Article at-a-glance:

  • Osteoporosis weakens bones and increases your risk for fractures and death.
  • Advancing age, medications and diseases can cause osteoporosis, so it’s important to understand what you can do to protect yourself.
  • Fortunately, natural approaches can build stronger bones and reduce fracture risk, even when osteoporosis is caused by medications.

by Dr. John Neustadt

Your body is constantly breaking down old, worn-out bone and creating new bone. This natural balance is required to build strong, healthy bones. However, when the bone breaks down faster than it’s created, bone mineral density (BMD) declines, bones become weaker, and fracture risk increases. 

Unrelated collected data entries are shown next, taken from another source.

// Copyright (c) 2025 Geoffrey Huntley <ghuntley@ghuntley.com>. All rights reserved.
// SPDX-License-Identifier: Proprietary

//! Storage-backed authorization and role management.
//!
//! [`AuthorizationEngine`] loads a principal's roles and sharing grant from
//! the repositories, then defers the actual decision to the pure
//! [`warden_auth::is_allowed`] function. Access checks themselves are never
//! audited here; the calling operation owns the audit entry so each request
//! produces exactly one. Role management operations, which are requests in
//! their own right, are audited directly.

use std::sync::Arc;

use chrono::Utc;
use serde_json::json;

use warden_audit::{AuditAction, AuditTrail};
use warden_auth::{
	is_allowed, AuthError, Permission, ResourceAttrs, Role, RoleAttr, RoleId, RoleSpec, SecretType,
	ShareAttr, SubjectAttrs, UserId,
};
use warden_db::{RoleRepository, SecretRecord, SecretRepository, ShareRepository};

use crate::error::{Result, SecretsError};
use crate::record_audit;

/// Resource attributes of a stored secret, as the decision engine sees them.
pub(crate) fn resource_attrs(record: &SecretRecord) -> ResourceAttrs {
	ResourceAttrs {
		secret_key: record.key.clone(),
		secret_type: record.secret_type,
		owner_id: record.owner_id,
	}
}

pub struct AuthorizationEngine {
	secrets: SecretRepository,
	roles: RoleRepository,
	shares: ShareRepository,
	audit: Arc<dyn AuditTrail>,
}

impl AuthorizationEngine {
	pub fn new(
		secrets: SecretRepository,
		roles: RoleRepository,
		shares: ShareRepository,
		audit: Arc<dyn AuditTrail>,
	) -> Self {
		Self {
			secrets,
			roles,
			shares,
			audit,
		}
	}

	/// The principal's roles reduced to decision attributes.
	pub(crate) async fn role_attrs(&self, user_id: UserId) -> Result<Vec<RoleAttr>> {
		let mut attrs = Vec::new();
		for role in self.roles.list_for_user(user_id).await? {
			let pattern = role.compiled_pattern()?;
			attrs.push(RoleAttr {
				permissions: role.permissions,
				pattern,
			});
		}
		Ok(attrs)
	}

	/// Load the full subject for a decision against `resource`.
	///
	/// The sharing grant is only consulted for personal secrets the principal
	/// does not own; everything else decides on roles alone.
	pub(crate) async fn subject_attrs(
		&self,
		user_id: UserId,
		resource: &ResourceAttrs,
	) -> Result<SubjectAttrs> {
		let mut subject = SubjectAttrs::new(user_id);
		subject.roles = self.role_attrs(user_id).await?;

		if resource.secret_type == SecretType::Personal && resource.owner_id != Some(user_id) {
			if let Some(share) = self
				.shares
				.get_active(&resource.secret_key, user_id)
				.await?
			{
				subject.share = Some(ShareAttr {
					level: share.permission_level,
					expires_at: share.expires_at,
				});
			}
		}

		Ok(subject)
	}

	/// Whether `user_id` may perform `action` on an already-loaded secret.
	pub(crate) async fn allows(
		&self,
		user_id: UserId,
		resource: &ResourceAttrs,
		action: Permission,
	) -> Result<bool> {
		let subject = self.subject_attrs(user_id, resource).await?;
		Ok(is_allowed(&subject, action, resource))
	}

	/// Standalone access check by key.
	///
	/// A missing or deleted key is `NotFound`; an existing key the principal
	/// may not touch is `Unauthorized`. Not audited; see the module docs.
	#[tracing::instrument(skip(self), fields(user_id = %user_id, action = %action))]
	pub async fn check_access(
		&self,
		user_id: UserId,
		secret_key: &str,
		action: Permission,
	) -> Result<()> {
		let record = self
			.secrets
			.get_latest(secret_key)
			.await?
			.ok_or(SecretsError::NotFound)?;
		let resource = resource_attrs(&record);
		if self.allows(user_id, &resource, action).await? {
			Ok(())
		} else {
			Err(SecretsError::Unauthorized)
		}
	}

	/// Attach a validated role to a user.
	#[tracing::instrument(skip(self, spec), fields(user_id = %user_id, role_name = %spec.name))]
	pub async fn assign_role(&self, user_id: UserId, spec: RoleSpec) -> Result<Role> {
		let now = Utc::now();
		let role = Role {
			id: RoleId::generate(),
			user_id,
			name: spec.name,
			permissions: spec.permissions,
			path_pattern: spec.path_pattern,
			created_at: now,
			updated_at: now,
		};
		self.roles.insert(&role).await?;

		record_audit(
			self.audit.as_ref(),
			Some(user_id),
			AuditAction::AssignRole,
			"",
			json!({
				"role_id": role.id,
				"role_name": role.name,
				"permissions": role.permissions,
				"path_pattern": role.path_pattern,
			}),
		)
		.await;

		Ok(role)
	}

	/// Convenience wrapper for the common pattern-scoped role.
	pub async fn create_path_role(
		&self,
		user_id: UserId,
		name: &str,
		permissions: Vec<Permission>,
		path_pattern: &str,
	) -> Result<Role> {
		let spec = RoleSpec::new(name, permissions, Some(path_pattern))?;
		self.assign_role(user_id, spec).await
	}

	/// Replace a role's permission set.
	#[tracing::instrument(skip(self, permissions))]
	pub async fn update_role_permissions(
		&self,
		role_id: RoleId,
		permissions: Vec<Permission>,
	) -> Result<Role> {
		if permissions.is_empty() {
			return Err(AuthError::EmptyPermissions.into());
		}
		let mut deduped: Vec<Permission> = Vec::with_capacity(permissions.len());
		for p in permissions {
			if !deduped.contains(&p) {
				deduped.push(p);
			}
		}

		let role = self
			.roles
			.get_by_id(role_id)
			.await?
			.ok_or(SecretsError::RoleNotFound)?;
		if !self.roles.update_permissions(role_id, &deduped).await? {
			return Err(SecretsError::RoleNotFound);
		}

		record_audit(
			self.audit.as_ref(),
			Some(role.user_id),
			AuditAction::UpdateRole,
			"",
			json!({
				"role_id": role_id,
				"role_name": role.name,
				"permissions": deduped,
			}),
		)
		.await;

		self.roles
			.get_by_id(role_id)
			.await?
			.ok_or(SecretsError::RoleNotFound)
	}

	/// Detach and delete a role.
	#[tracing::instrument(skip(self))]
	pub async fn remove_role(&self, role_id: RoleId) -> Result<()> {
		let role = self
			.roles
			.get_by_id(role_id)
			.await?
			.ok_or(SecretsError::RoleNotFound)?;
		if !self.roles.delete(role_id).await? {
			return Err(SecretsError::RoleNotFound);
		}

		record_audit(
			self.audit.as_ref(),
			Some(role.user_id),
			AuditAction::RevokeRole,
			"",
			json!({ "role_id": role_id, "role_name": role.name }),
		)
		.await;

		Ok(())
	}

	/// Union of permissions across the user's roles, in canonical order.
	///
	/// Informational only; authoritative decisions always go through
	/// [`check_access`](Self::check_access), which applies path patterns.
	pub async fn get_user_permissions(&self, user_id: UserId) -> Result<Vec<Permission>> {
		let roles = self.roles.list_for_user(user_id).await?;
		Ok(Permission::all()
			.iter()
			.copied()
			.filter(|p| roles.iter().any(|r| r.permissions.contains(p)))
			.collect())
	}

	pub async fn is_admin(&self, user_id: UserId) -> Result<bool> {
		Ok(self
			.roles
			.list_for_user(user_id)
			.await?
			.iter()
			.any(Role::grants_admin))
	}
}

Osteopenia (pre-osteoporosis) and osteoporosis are diagnosed using a dual-energy x-ray absorptiometry (DEXA) scan that detects your BMD. Repeating BMD tests every 18-24 months can show if the disease is getting worse or improving. The 2018 US Preventative Services Task Force (USPSTF) guidelines for osteoporosis screening recommend BMD testing for all postmenopausal women 65 years and older. Men and women who are younger than that but are at increased risk for osteoporosis should also get screened.1

However, newer research may eventually result in changes to the screening recommendations to have all men and women screened at earlier ages. A 2019 study in the Journal of the American Osteopathic Association evaluated nearly 200 men and women ages 35-50 and found that one-quarter of them had osteopenia in the hip, showing that meaningful bone loss is occurring much earlier than previously believed.2

The biggest danger with osteoporosis is breaking a bone. Globally the disease causes an estimated 9 million fractures each year.3 A 10% loss of BMD can double a person’s risk of spinal fractures and increase the risk of hip fractures by 250%.4 

When we’re younger, fractures rarely cause dangerous complications. But as we age, they become a lot more dangerous. If you have osteoporosis and break a hip, there’s a 20% chance that you’ll die within a year and your risk for being hospitalized is increased for five years after the fracture.5 As if that weren’t bad enough, a study published in the Journal of the American Medical Association determined that your risk for dying is elevated for five years after a vertebral fracture and for 10 years after a hip fracture compared to people who didn’t break a bone.6 

Fortunately, there are proven integrative strategies that increase bone mass and reduce the risk of falls and fractures. 

Rethink Medications

Reversing osteoporosis means identifying and eliminating things that may be causing or exacerbating the disease. Many medications reduce bone density, create osteoporosis, and increase fracture risk. A couple of the more common ones are prednisone and acid-blocking medications. 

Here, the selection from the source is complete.